US-12620210-B2 - Machine-learning techniques for detecting artifact pixels in images
Abstract
Method and systems for of using a machine-learning model to detect predicted artifacts at a target image resolution are provided. A machine-learning model trained to detect artifact pixels in images at a target image resolution is accessed. An image depicting at least part of the biological sample at an initial image resolution can be converted at the target image resolution. The machine-learning model is applied to the converted image to identify one or more artifact pixels from the converted image. Method and systems for training the machine-learning model to detect predicted artifacts at the target image resolution are also provided.
Inventors
- Qinle Ba
- Jim F. Martin
- Karel J. Zuiderveld
- Uwe Horchner
Assignees
- VENTANA MEDICAL SYSTEMS, INC.
Dates
- Publication Date
- 20260505
- Application Date
- 20240319
Claims (20)
- 1 . A method comprising: accessing an image depicting at least part of a biological sample; applying an image pre-processing algorithm to the image to generate a pre-processed image, wherein the pre-processed image includes a plurality of labeled pixels, and wherein each labeled pixel of the plurality of labeled pixels is associated with a label predicting whether the pixel accurately depicts a corresponding point or region of the at least part of the biological sample; applying a machine-learning model to the pre-processed image to identify one or more labeled pixels from the plurality of labeled pixels, wherein the one or more labeled pixels are predicted to have been erroneously labeled by the image pre-processing algorithm; modifying a label of each of the one or more labeled pixels; generating a training image that includes at least the one or more labeled pixels with the modified labels; and outputting the training image.
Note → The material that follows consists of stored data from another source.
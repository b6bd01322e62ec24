//! In-process publish/subscribe between components.

use memelyco_core::AppEvent;
use tokio::sync::broadcast::{self, error::RecvError, error::TryRecvError};
use tracing::{debug, warn};

/// Buffered events per subscriber before the slowest one starts lagging.
pub const DEFAULT_EVENT_CAPACITY: usize = 64;

/// Broadcast channel carrying [`AppEvent`]s.
///
/// Cloning the bus yields another publisher on the same channel.
///
/// # Examples
///
/// ```
/// use memelyco_core::AppEvent;
/// use memelyco_interface::EventBus;
///
/// let bus = EventBus::default();
/// let mut sub = bus.subscribe();
/// bus.publish(AppEvent::ShowUploadDialog);
/// assert_eq!(sub.try_recv(), Some(AppEvent::ShowUploadDialog));
/// ```
#[derive(Debug, Clone)]
pub struct EventBus {
    sender: broadcast::Sender<AppEvent>,
}

impl EventBus {
    /// Create a bus buffering up to `capacity` events per subscriber.
    pub fn new(capacity: usize) -> Self {
        let (sender, _) = broadcast::channel(capacity.max(1));
        Self { sender }
    }

    /// Publish an event; returns how many subscribers received it.
    ///
    /// Publishing with no subscribers is not an error.
    pub fn publish(&self, event: AppEvent) -> usize {
        debug!(event = %event, "Publishing event");
        self.sender.send(event).unwrap_or(0)
    }

    /// Subscribe to events published from now on.
    pub fn subscribe(&self) -> EventSubscription {
        EventSubscription {
            receiver: self.sender.subscribe(),
        }
    }
}

impl Default for EventBus {
    fn default() -> Self {
        Self::new(DEFAULT_EVENT_CAPACITY)
    }
}

/// Receiving end of an [`EventBus`].
#[derive(Debug)]
pub struct EventSubscription {
    receiver: broadcast::Receiver<AppEvent>,
}

impl EventSubscription {
    /// Wait for the next event; `None` once every publisher is gone.
    pub async fn recv(&mut self) -> Option<AppEvent> {
        loop {
            match self.receiver.recv().await {
                Ok(event) => return Some(event),
                Err(RecvError::Lagged(skipped)) => {
                    warn!(skipped, "Event subscriber lagged, dropping oldest events");
                }
                Err(RecvError::Closed) => return None,
            }
        }
    }

    /// Next event if one is already queued.
    pub fn try_recv(&mut self) -> Option<AppEvent> {
        loop {
            match self.receiver.try_recv() {
                Ok(event) => return Some(event),
                Err(TryRecvError::Lagged(skipped)) => {
                    warn!(skipped, "Event subscriber lagged, dropping oldest events");
                }
                Err(TryRecvError::Empty) | Err(TryRecvError::Closed) => return None,
            }
        }
    }
}
//! # Rate Model Module
//!
//! Pure mapping from a signal sample to revised transmission parameters.
//!
//! This module handles:
//! - RSSI to bitrate mapping (clamped linear interpolation)
//! - RSSI to transmit power mapping (clamped, inverted interpolation)
//! - Fixed-capacity FIFO windows for RSSI smoothing and loss tracking
//!
//! The model itself is stateless; the moving-average and recovery windows in
//! [`window`] are owned by the caller.

pub mod window;

pub use window::{MovingAverage, RecoverySample, RecoveryWindow};

use crate::config::LinkConfig;

/// Stateless mapping from an RSSI sample to target bitrate and TX power.
///
/// All bounds come from [`LinkConfig`]; nothing in the mapping is
/// hard-coded. Outputs are always clamped to the configured range.
///
/// # Examples
///
/// ```
/// use alink_ctrl::config::LinkConfig;
/// use alink_ctrl::rate::RateModel;
///
/// let model = RateModel::new(&LinkConfig::default());
/// assert_eq!(model.bitrate(-90), 6000);
/// assert_eq!(model.tx_power(-90), 9);
/// ```
#[derive(Debug, Clone)]
pub struct RateModel {
    rssi_low: i32,
    rssi_high: i32,
    bitrate_low: u32,
    bitrate_high: u32,
    tx_rssi_min: i32,
    tx_rssi_max: i32,
    tx_power_low: u32,
    tx_power_high: u32,
}

impl RateModel {
    /// Build a model from the configured link bounds.
    pub fn new(link: &LinkConfig) -> Self {
        Self {
            rssi_low: link.rssi_low,
            rssi_high: link.rssi_high,
            bitrate_low: link.bitrate_low,
            bitrate_high: link.bitrate_high,
            tx_rssi_min: link.tx_rssi_min,
            tx_rssi_max: link.tx_rssi_max,
            tx_power_low: link.tx_power_low,
            tx_power_high: link.tx_power_high,
        }
    }

    /// Map an RSSI value (dBm) to a target bitrate.
    ///
    /// At or below `rssi_low` returns `bitrate_low`; at or above `rssi_high`
    /// returns `bitrate_high`; linear in between, truncated toward zero.
    pub fn bitrate(&self, rssi: i32) -> u32 {
        if rssi <= self.rssi_low {
            return self.bitrate_low;
        }
        if rssi >= self.rssi_high {
            return self.bitrate_high;
        }
        let ratio = f64::from(rssi - self.rssi_low) / f64::from(self.rssi_high - self.rssi_low);
        let bitrate = f64::from(self.bitrate_low)
            + ratio * (f64::from(self.bitrate_high) - f64::from(self.bitrate_low));
        bitrate as u32
    }

    /// Map an RSSI value (dBm) to a transmit power level.
    ///
    /// Inverted interpolation: at or below `tx_rssi_min` (worst signal)
    /// returns `tx_power_high`; at or above `tx_rssi_max` (best signal)
    /// returns `tx_power_low`; linear in between, rounded half away from
    /// zero.
    pub fn tx_power(&self, rssi: i32) -> u32 {
        if rssi <= self.tx_rssi_min {
            return self.tx_power_high;
        }
        if rssi >= self.tx_rssi_max {
            return self.tx_power_low;
        }
        let ratio =
            f64::from(rssi - self.tx_rssi_min) / f64::from(self.tx_rssi_max - self.tx_rssi_min);
        let power = f64::from(self.tx_power_high)
            - ratio * (f64::from(self.tx_power_high) - f64::from(self.tx_power_low));
        power.round() as u32
    }
}

#[cfg(test)]
mod tests {
    use super::*;

    fn default_model() -> RateModel {
        RateModel::new(&LinkConfig::default())
    }

    #[test]
    fn test_bitrate_clamps_at_weak_signal() {
        let model = default_model();
        assert_eq!(model.bitrate(-90), 6000);
        assert_eq!(model.bitrate(-120), 6000);
    }

    #[test]
    fn test_bitrate_clamps_at_strong_signal() {
        let model = default_model();
        assert_eq!(model.bitrate(-50), 14000);
        assert_eq!(model.bitrate(-30), 14000);
    }

    #[test]
    fn test_bitrate_interpolates_linearly() {
        let model = default_model();
        // Midpoint of [-90, -50] maps to the midpoint of [6000, 14000]
        assert_eq!(model.bitrate(-70), 10000);
        // Quarter of the way up
        assert_eq!(model.bitrate(-80), 8000);
    }

    #[test]
    fn test_bitrate_truncates_toward_zero() {
        // 6000 + (1/40) * 8000 = 6200.0 exactly; pick bounds that fall
        // between integers instead
        let link = LinkConfig {
            rssi_low: -90,
            rssi_high: -50,
            bitrate_low: 6000,
            bitrate_high: 14001,
            ..LinkConfig::default()
        };
        let model = RateModel::new(&link);
        // 6000 + (1/40) * 8001 = 6200.025 -> 6200
        assert_eq!(model.bitrate(-89), 6200);
    }

    #[test]
    fn test_bitrate_is_monotonic_non_decreasing() {
        let model = default_model();
        let mut previous = model.bitrate(-120);
        for rssi in -120..=0 {
            let bitrate = model.bitrate(rssi);
            assert!(
                bitrate >= previous,
                "bitrate decreased at rssi {}: {} < {}",
                rssi,
                bitrate,
                previous
            );
            previous = bitrate;
        }
    }

    #[test]
    fn test_tx_power_clamps_at_weak_signal() {
        let model = default_model();
        assert_eq!(model.tx_power(-90), 9);
        assert_eq!(model.tx_power(-100), 9);
    }

    #[test]
    fn test_tx_power_clamps_at_strong_signal() {
        let model = default_model();
        assert_eq!(model.tx_power(-40), 1);
        assert_eq!(model.tx_power(-20), 1);
    }

    #[test]
    fn test_tx_power_inverts_the_interpolation() {
        let model = default_model();
        // Midpoint of [-90, -40] maps to the midpoint of [9, 1]
        assert_eq!(model.tx_power(-65), 5);
        // Stronger signal, lower power
        assert!(model.tx_power(-50) < model.tx_power(-80));
    }

    #[test]
    fn test_tx_power_rounds_half_away_from_zero() {
        // 9 - (1/2) * (9 - 2) = 5.5 -> 6 under the committed rounding rule
        let link = LinkConfig {
            tx_rssi_min: -90,
            tx_rssi_max: -40,
            tx_power_low: 2,
            tx_power_high: 9,
            ..LinkConfig::default()
        };
        let model = RateModel::new(&link);
        assert_eq!(model.tx_power(-65), 6);
    }

    #[test]
    fn test_tx_power_is_monotonic_non_increasing() {
        let model = default_model();
        let mut previous = model.tx_power(-120);
        for rssi in -120..=0 {
            let power = model.tx_power(rssi);
            assert!(
                power <= previous,
                "tx power increased at rssi {}: {} > {}",
                rssi,
                power,
                previous
            );
            previous = power;
        }
    }
}
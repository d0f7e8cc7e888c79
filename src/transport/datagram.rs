//! One-way datagram command transport over UDP.

use async_trait::async_trait;
use std::io;
use std::net::SocketAddr;
use tokio::net::{lookup_host, UdpSocket};
use tracing::debug;

use super::Transport;
use crate::error::{AlinkError, Result};

/// Sends one UDP datagram per command record to a fixed destination.
///
/// The channel is unidirectional: there is no inbound path and no
/// acknowledgement. A lost datagram is never retransmitted; control state
/// self-heals on the next periodic tick or heartbeat.
pub struct DatagramTransport {
    socket: UdpSocket,
    destination: SocketAddr,
}

impl DatagramTransport {
    /// Resolve the destination and bind an ephemeral local socket.
    ///
    /// # Errors
    ///
    /// Returns a transport error if the destination does not resolve or the
    /// local socket cannot be bound.
    pub async fn open(host: &str, port: u16) -> Result<Self> {
        let destination = lookup_host((host, port))
            .await
            .map_err(|e| {
                AlinkError::Transport(format!("Failed to resolve {}:{}: {}", host, port, e))
            })?
            .next()
            .ok_or_else(|| {
                AlinkError::Transport(format!("No address found for {}:{}", host, port))
            })?;

        let bind_addr = if destination.is_ipv4() {
            "0.0.0.0:0"
        } else {
            "[::]:0"
        };
        let socket = UdpSocket::bind(bind_addr)
            .await
            .map_err(|e| AlinkError::Transport(format!("Failed to bind UDP socket: {}", e)))?;

        Ok(Self {
            socket,
            destination,
        })
    }

    /// The resolved destination address.
    pub fn destination(&self) -> SocketAddr {
        self.destination
    }
}

#[async_trait]
impl Transport for DatagramTransport {
    async fn send_record(&mut self, record: &str) -> io::Result<()> {
        // Append a newline so line-oriented receivers (e.g. netcat) see a
        // complete line per datagram
        let mut datagram = String::with_capacity(record.len() + 1);
        datagram.push_str(record);
        if !datagram.ends_with('\n') {
            datagram.push('\n');
        }

        self.socket
            .send_to(datagram.as_bytes(), self.destination)
            .await?;

        debug!("Sent {} byte datagram to {}", datagram.len(), self.destination);
        Ok(())
    }
}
- 2 . The method of claim 1 , wherein the label further identifies a type of artifact, wherein the pixel is further predicted to depict at least part of an artifact corresponding to the type of artifact.
- 3 . The method of claim 1 , further comprising: applying a blur threshold to each labeled pixel of the plurality of labeled pixels; determining, based on applying the blur threshold, that an additional labeled pixel of the plurality of labeled pixels has been erroneously labeled; and modifying a label corresponding to the additional labeled pixel.
- 4 . The method of claim 3 , wherein the blur threshold is determined based on performance of a downstream algorithm on a set of z-axis images depicting the at least part of a biological sample across a depth dimension.
- 5 . The method of claim 1 , wherein the image pre-processing algorithm includes image segmentation, morphological operation, image thresholding, image filtering, image contrast enhancement, blur detection, or combination thereof.
- 6 . The method of claim 1 , wherein the label further predicts whether the pixel depicts at least part of an artifact associated with a particular artifact type.
- 7 . The method of claim 6 , wherein the particular artifact type includes a blurry region, a tissue fold, and a foreign object.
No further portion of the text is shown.